Data section
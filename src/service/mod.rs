//! # Request handling
//!
//! Connections do not touch the store directly. Each parsed command
//! becomes an [`ApiRequest`] sent to the [`NoteService`] task, which
//! owns the store and answers over a oneshot channel. Write paths
//! sanitize before they persist; read paths render per request.
mod server;

pub use server::{ConnId, NoteService};

use crate::content::ParsedContent;
use crate::session::UserId;
use crate::store::{Note, NoteSummary, SharingState};
use crate::validation::ValidationError;
use displaydoc::Display;
use serde::Serialize;
use thiserror::Error;
use tokio::sync::{mpsc, oneshot};
use uuid::Uuid;

/// What a connection can ask the service to do
#[derive(Debug)]
pub enum RequestKind {
    /// Resolve a session token
    Auth { token: String },
    /// Create a note from a raw JSON payload
    Create { user: UserId, payload: String },
    /// Update a note from a raw JSON payload
    Update { user: UserId, payload: String },
    /// Delete a note
    Delete { user: UserId, note_id: String },
    /// Toggle public sharing; the flag is the raw form value
    Share {
        user: UserId,
        note_id: String,
        enable: String,
    },
    /// Fetch one note
    Fetch { user: UserId, note_id: String },
    /// List the user's notes
    List { user: UserId },
    /// Render a note for display
    Render { user: UserId, note_id: String },
    /// Render the note behind a public slug
    Public { slug: String },
}

/// A rendered note page
#[derive(Debug, Clone, Serialize)]
pub struct RenderedNote {
    pub title: String,
    pub html: String,
}

/// A fetched note together with its content parsed for the editor
#[derive(Debug, Clone, Serialize)]
pub struct NotePayload {
    pub note: Note,
    pub content: ParsedContent,
}

/// A successful answer from the service
#[derive(Debug)]
pub enum Reply {
    Session(UserId),
    Created(Uuid),
    Updated(Uuid),
    Deleted,
    Sharing(SharingState),
    Note(NotePayload),
    Listing(Vec<NoteSummary>),
    Rendered(RenderedNote),
}

/// A refused request; every variant renders as its user-facing message
#[derive(Debug, Error, Display)]
pub enum ServiceError {
    /// Not authenticated
    NotAuthenticated,
    /// Note not found
    NotFound,
    /// Note not found or access denied.
    AccessDenied,
    /// Invalid input
    InvalidInput,
    /// {0}
    Invalid(#[from] ValidationError),
    /// Failed to create note. Please try again.
    CreateFailed,
    /// Failed to update note. Please try again.
    UpdateFailed,
}

/// A request as the service sees it
#[derive(Debug)]
pub struct ApiRequest {
    pub source: ConnId,
    pub kind: RequestKind,
    pub response: oneshot::Sender<Result<Reply, ServiceError>>,
}

/// Error when a request could not complete
#[derive(Debug, Error, Display)]
pub enum RequestError {
    /// Receiving the reply failed
    RecvFailed(#[from] oneshot::error::RecvError),
    /// Sending the request failed
    SendFailed(#[from] mpsc::error::SendError<ApiRequest>),
    /// {0}
    Service(#[from] ServiceError),
}

/// A handle for sending requests to the note service
#[derive(Debug, Clone)]
pub struct ServiceClient(mpsc::Sender<ApiRequest>);

impl From<mpsc::Sender<ApiRequest>> for ServiceClient {
    fn from(inner: mpsc::Sender<ApiRequest>) -> Self {
        Self(inner)
    }
}

impl ServiceClient {
    /// Send one request and wait for the service's answer.
    pub async fn request(&mut self, source: ConnId, kind: RequestKind) -> Result<Reply, RequestError> {
        let (tx, rx) = oneshot::channel();

        self.0
            .send(ApiRequest {
                source,
                kind,
                response: tx,
            })
            .await
            .map_err(RequestError::SendFailed)?;

        let reply = rx.await?;
        Ok(reply?)
    }
}
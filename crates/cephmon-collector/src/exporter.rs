//! Dispatch backends for collected samples.
//!
//! - `LogExporter`: logs every sample via `tracing`.
//! - `FileExporter`: appends JSON-lines to a file.
//! - `InMemoryExporter`: keeps batches in memory for tests and inspection.

use std::fs;
use std::io::Write;
use std::path::{Path, PathBuf};
use std::sync::Arc;

use async_trait::async_trait;
use cephmon_monitor::Sample;
use parking_lot::Mutex;

use crate::config::CollectorConfig;

#[derive(Debug, thiserror::Error)]
pub enum ExportError {
    #[error("failed to write {path}: {source}")]
    Io {
        path: PathBuf,
        #[source]
        source: std::io::Error,
    },

    #[error("failed to serialize sample: {0}")]
    Serialize(#[from] serde_json::Error),
}

#[async_trait]
pub trait Exporter: Send + Sync {
    async fn export(&self, samples: &[Sample]) -> Result<(), ExportError>;
}

/// Build the exporter named by `reporter_type`.
pub fn from_config(config: &CollectorConfig) -> Arc<dyn Exporter> {
    match config.reporter_type.as_str() {
        "file" => Arc::new(FileExporter::new(&config.export_path)),
        _ => Arc::new(LogExporter),
    }
}

/// Writes each batch to the log: one summary line, then one line per metric.
pub struct LogExporter;

#[async_trait]
impl Exporter for LogExporter {
    async fn export(&self, samples: &[Sample]) -> Result<(), ExportError> {
        let Some(first) = samples.first() else {
            return Ok(());
        };
        let cluster = first.tag("cluster").unwrap_or_default();
        tracing::info!(cluster, samples = samples.len(), timestamp = %first.timestamp, "Exporting batch");
        for sample in samples {
            tracing::info!(
                cluster = sample.tag("cluster").unwrap_or_default(),
                metric = %sample.name,
                value = sample.value,
                "metric"
            );
        }
        Ok(())
    }
}

pub struct FileExporter {
    path: PathBuf,
}

impl FileExporter {
    /// Create an exporter appending to `path`.
    pub fn new(path: impl Into<PathBuf>) -> Self {
        Self { path: path.into() }
    }

    pub fn path(&self) -> &Path {
        &self.path
    }

    fn io_error(&self, source: std::io::Error) -> ExportError {
        ExportError::Io {
            path: self.path.clone(),
            source,
        }
    }
}

#[async_trait]
impl Exporter for FileExporter {
    async fn export(&self, samples: &[Sample]) -> Result<(), ExportError> {
        let mut buf = Vec::new();
        for sample in samples {
            serde_json::to_writer(&mut buf, sample)?;
            buf.push(b'\n');
        }

        if let Some(parent) = self.path.parent().filter(|p| !p.as_os_str().is_empty()) {
            fs::create_dir_all(parent).map_err(|e| self.io_error(e))?;
        }

        // One write per batch so concurrent facets never interleave lines.
        let mut file = fs::OpenOptions::new()
            .create(true)
            .append(true)
            .open(&self.path)
            .map_err(|e| self.io_error(e))?;
        file.write_all(&buf).map_err(|e| self.io_error(e))?;

        Ok(())
    }
}

/// Keeps every exported batch, in arrival order.
#[derive(Default)]
pub struct InMemoryExporter {
    batches: Mutex<Vec<Vec<Sample>>>,
}

impl InMemoryExporter {
    /// Create an empty exporter.
    pub fn new() -> Self {
        Self::default()
    }

    /// Drain every stored batch into one flat list.
    pub fn take_samples(&self) -> Vec<Sample> {
        std::mem::take(&mut *self.batches.lock()).into_iter().flatten().collect()
    }

    /// Samples held across all batches.
    pub fn count(&self) -> usize {
        self.batches.lock().iter().map(Vec::len).sum()
    }

    pub fn batch_count(&self) -> usize {
        self.batches.lock().len()
    }

    /// Most recent value exported under `name`.
    pub fn latest(&self, name: &str) -> Option<f64> {
        self.batches
            .lock()
            .iter()
            .rev()
            .flat_map(|batch| batch.iter().rev())
            .find(|s| s.name == name)
            .map(|s| s.value)
    }
}

#[async_trait]
impl Exporter for InMemoryExporter {
    async fn export(&self, samples: &[Sample]) -> Result<(), ExportError> {
        if !samples.is_empty() {
            self.batches.lock().push(samples.to_vec());
        }
        Ok(())
    }
}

Your assignment
Please copy exactly the lines from the first line of the records above through the line containing "channel. Write paths", including both, and nothing more.

Written solution
filename src/service/mod.rs
//! # Request handling
//!
//! Connections do not touch the store directly. Each parsed command
//! becomes an [`ApiRequest`] sent to the [`NoteService`] task, which
//! owns the store and answers over a oneshot channel. Write paths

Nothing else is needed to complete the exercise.